🤖 AI Summary
This work proposes an Implicit Visual Geometry Transformer for reconstructing consistent and continuous 3D geometry and appearance from pose-free multi-view images. The method learns an implicit neural scene representation in a canonical coordinate system, enabling spatial queries at arbitrary 3D locations through a lightweight decoder that jointly predicts signed distance functions and color. By eschewing explicit point-cloud regression in favor of implicit continuous geometric modeling, the approach integrates 2D supervision with 3D geometric regularization to achieve unified optimization across multiple datasets. The framework demonstrates state-of-the-art performance in mesh and point cloud reconstruction, novel view synthesis, depth and normal estimation, and camera pose recovery, exhibiting strong cross-scene generalization capabilities.
📝 Abstract
Reconstructing coherent 3D geometry and appearance from unposed multi-view images is a fundamental yet challenging problem in computer vision. Most existing visual geometry foundation models predict explicit geometry by regressing pixel-aligned pointmaps, often suffering from redundancy and limited geometric continuity.
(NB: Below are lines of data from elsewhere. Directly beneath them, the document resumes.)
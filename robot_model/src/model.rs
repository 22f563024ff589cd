use nalgebra::{DMatrix, RealField, Vector3};
use std::collections::HashMap;
use tracing::debug;

use crate::{
    RobotModelErrors,
    batch::{JointBatch, check_batch, check_dofs},
    description::{JointLimits, RobotDescription},
    joint::JointModel,
    link::Link,
    parameter::{LearnableParameter, LinkParameter},
};

/// A kinematic tree of links stored in topological order: link 0 is the fixed base and
/// every parent has a smaller index than its children.
#[derive(Debug, Clone)]
pub struct RobotModel<T: RealField + Copy> {
    pub name: String,
    pub(crate) links: Vec<Link<T>>,
    /// Link index of each degree of freedom
    pub(crate) controlled: Vec<usize>,
    /// Every link index at or below each link
    pub(crate) subtrees: Vec<Vec<usize>>,
    pub(crate) gravity: Vector3<T>,
    pub(crate) names: HashMap<String, usize>,
}

impl<T> RobotModel<T>
where
    T: RealField + Copy,
{
    pub fn from_description(description: &RobotDescription) -> Result<Self, RobotModelErrors> {
        let first = description
            .links
            .first()
            .ok_or(RobotModelErrors::EmptyDescription)?;
        if first.parent.is_some() {
            return Err(RobotModelErrors::RootNotFirst(first.name.clone()));
        }

        let mut names: HashMap<String, usize> = HashMap::new();
        let mut links: Vec<Link<T>> = Vec::with_capacity(description.links.len());
        let mut controlled = Vec::new();

        for (index, link) in description.links.iter().enumerate() {
            if names.contains_key(&link.name) {
                return Err(RobotModelErrors::DuplicateLink(link.name.clone()));
            }
            link.inertial.validate()?;

            let parent = match &link.parent {
                None if index == 0 => None,
                None => return Err(RobotModelErrors::MultipleRoots(link.name.clone())),
                Some(parent) => match names.get(parent) {
                    Some(&parent_index) => Some(parent_index),
                    None if description.links.iter().any(|l| &l.name == parent) => {
                        return Err(RobotModelErrors::ParentAfterChild {
                            link: link.name.clone(),
                            parent: parent.clone(),
                        });
                    }
                    None => {
                        return Err(RobotModelErrors::ParentNotFound {
                            link: link.name.clone(),
                            parent: parent.clone(),
                        });
                    }
                },
            };

            let joint = JointModel::from_description(&link.joint)
                .ok_or_else(|| RobotModelErrors::ZeroJointAxis(link.name.clone()))?;
            if parent.is_none() && joint.is_controlled() {
                return Err(RobotModelErrors::RootJointNotFixed(link.name.clone()));
            }

            let dof = if joint.is_controlled() {
                controlled.push(index);
                Some(controlled.len() - 1)
            } else {
                None
            };

            if let Some(parent) = parent {
                links[parent].children.push(index);
            }
            links.push(Link::new(link, index, parent, joint, dof));
            names.insert(link.name.clone(), index);
        }

        let mut subtrees: Vec<Vec<usize>> = (0..links.len()).map(|i| vec![i]).collect();
        for i in (1..links.len()).rev() {
            if let Some(parent) = links[i].parent {
                let subtree = subtrees[i].clone();
                subtrees[parent].extend(subtree);
            }
        }

        let gravity = Vector3::from(description.gravity).map(|x| nalgebra::convert::<f64, T>(x));

        debug!(
            robot = description.name.as_str(),
            links = links.len(),
            dofs = controlled.len(),
            "built robot model"
        );

        Ok(Self {
            name: description.name.clone(),
            links,
            controlled,
            subtrees,
            gravity,
            names,
        })
    }

    pub fn n_dofs(&self) -> usize {
        self.controlled.len()
    }

    pub fn n_links(&self) -> usize {
        self.links.len()
    }

    pub fn gravity(&self) -> Vector3<T> {
        self.gravity
    }

    pub fn link_names(&self) -> Vec<&str> {
        self.links.iter().map(|link| link.name.as_str()).collect()
    }

    /// Names of the links driven by a controlled joint, in joint space column order.
    pub fn controlled_link_names(&self) -> Vec<&str> {
        self.controlled
            .iter()
            .map(|&i| self.links[i].name.as_str())
            .collect()
    }

    pub fn link_index(&self, name: &str) -> Result<usize, RobotModelErrors> {
        self.names
            .get(name)
            .copied()
            .ok_or_else(|| RobotModelErrors::LinkNotFound(name.to_string()))
    }

    pub fn link(&self, name: &str) -> Result<&Link<T>, RobotModelErrors> {
        Ok(&self.links[self.link_index(name)?])
    }

    /// Limits of each controlled joint, in joint space column order.
    pub fn joint_limits(&self) -> Vec<Option<JointLimits>> {
        self.controlled.iter().map(|&i| self.links[i].limits).collect()
    }

    pub fn make_link_param_learnable(
        &mut self,
        link: &str,
        parameter: LearnableParameter<T>,
    ) -> Result<(), RobotModelErrors> {
        let index = self.link_index(link)?;
        debug!(link, parameter = ?parameter.kind(), "link parameter made learnable");
        self.links[index].replace_parameter(parameter);
        Ok(())
    }

    pub fn freeze_learnable_link_param(
        &mut self,
        link: &str,
        parameter: LinkParameter,
    ) -> Result<(), RobotModelErrors> {
        let index = self.link_index(link)?;
        if !self.links[index].parameters.freeze(parameter) {
            return Err(RobotModelErrors::ParameterNotLearnable {
                link: link.to_string(),
                parameter,
            });
        }
        debug!(link, ?parameter, "link parameter frozen");
        Ok(())
    }

    pub fn unfreeze_learnable_link_param(
        &mut self,
        link: &str,
        parameter: LinkParameter,
    ) -> Result<(), RobotModelErrors> {
        let index = self.link_index(link)?;
        if !self.links[index].parameters.unfreeze(parameter) {
            return Err(RobotModelErrors::ParameterNotLearnable {
                link: link.to_string(),
                parameter,
            });
        }
        debug!(link, ?parameter, "link parameter unfrozen");
        Ok(())
    }

    /// Every learnable parameter as (link, parameter, frozen).
    pub fn learnable_parameters(&self) -> Vec<(&str, LinkParameter, bool)> {
        const ALL: [LinkParameter; 6] = [
            LinkParameter::Mass,
            LinkParameter::CenterOfMass,
            LinkParameter::Inertia,
            LinkParameter::Damping,
            LinkParameter::Translation,
            LinkParameter::Rotation,
        ];
        let mut learnable = Vec::new();
        for link in &self.links {
            for parameter in ALL {
                let (is_learnable, frozen) = link.parameters.state(parameter);
                if is_learnable {
                    learnable.push((link.name.as_str(), parameter, frozen));
                }
            }
        }
        learnable
    }

    pub fn log_learnable_parameters(&self) {
        for (link, parameter, frozen) in self.learnable_parameters() {
            debug!(link, ?parameter, frozen, "learnable parameter");
        }
    }

    /// Evaluates every parameter provider once for the coming call.
    pub(crate) fn resolve_parameters(&mut self) {
        self.links
            .iter_mut()
            .for_each(|link| link.resolve_parameters());
    }

    /// Validates a joint space argument and returns it as rows.
    pub(crate) fn rows<'a, Q: JointBatch<T>>(
        &self,
        argument: &'static str,
        value: &'a Q,
    ) -> Result<std::borrow::Cow<'a, DMatrix<T>>, RobotModelErrors> {
        let rows = value.as_rows();
        check_dofs(argument, &rows, self.n_dofs())?;
        Ok(rows)
    }

    /// Validates an argument supplied together with `q`.
    pub(crate) fn rows_like<'a, Q: JointBatch<T>>(
        &self,
        argument: &'static str,
        value: &'a Q,
        q: &DMatrix<T>,
    ) -> Result<std::borrow::Cow<'a, DMatrix<T>>, RobotModelErrors> {
        let rows = self.rows(argument, value)?;
        check_batch(argument, &rows, q.nrows())?;
        Ok(rows)
    }

    /// Returns true when `ancestor` lies on the path from the base to `link`.
    pub(crate) fn is_ancestor_or_self(&self, ancestor: usize, link: usize) -> bool {
        let mut current = Some(link);
        while let Some(i) = current {
            if i == ancestor {
                return true;
            }
            current = self.links[i].parent;
        }
        false
    }
}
We propose IVGT, an Implicit Visual Geometry Transformer that implicitly models continuous and coherent geometry from pose-free multi-view images. This formulation learns a continuous neural scene representation in a canonical coordinate system and supports continuous spatial queries at any 3D positions, retrieving local features to predict signed distance (SDF) values and colors using lightweight decoders. It allows direct extraction of continuous and coherent surface geometry, enabling rendering of RGB images, depth maps, and surface normal maps from arbitrary viewpoints. We train IVGT via multi-dataset joint optimization with 2D supervision and 3D geometric regularization. IVGT demonstrates generalization across scenes and achieves strong performance on various tasks, including mesh and point cloud reconstruction, novel view synthesis, depth and surface normal estimation, and camera pose estimation.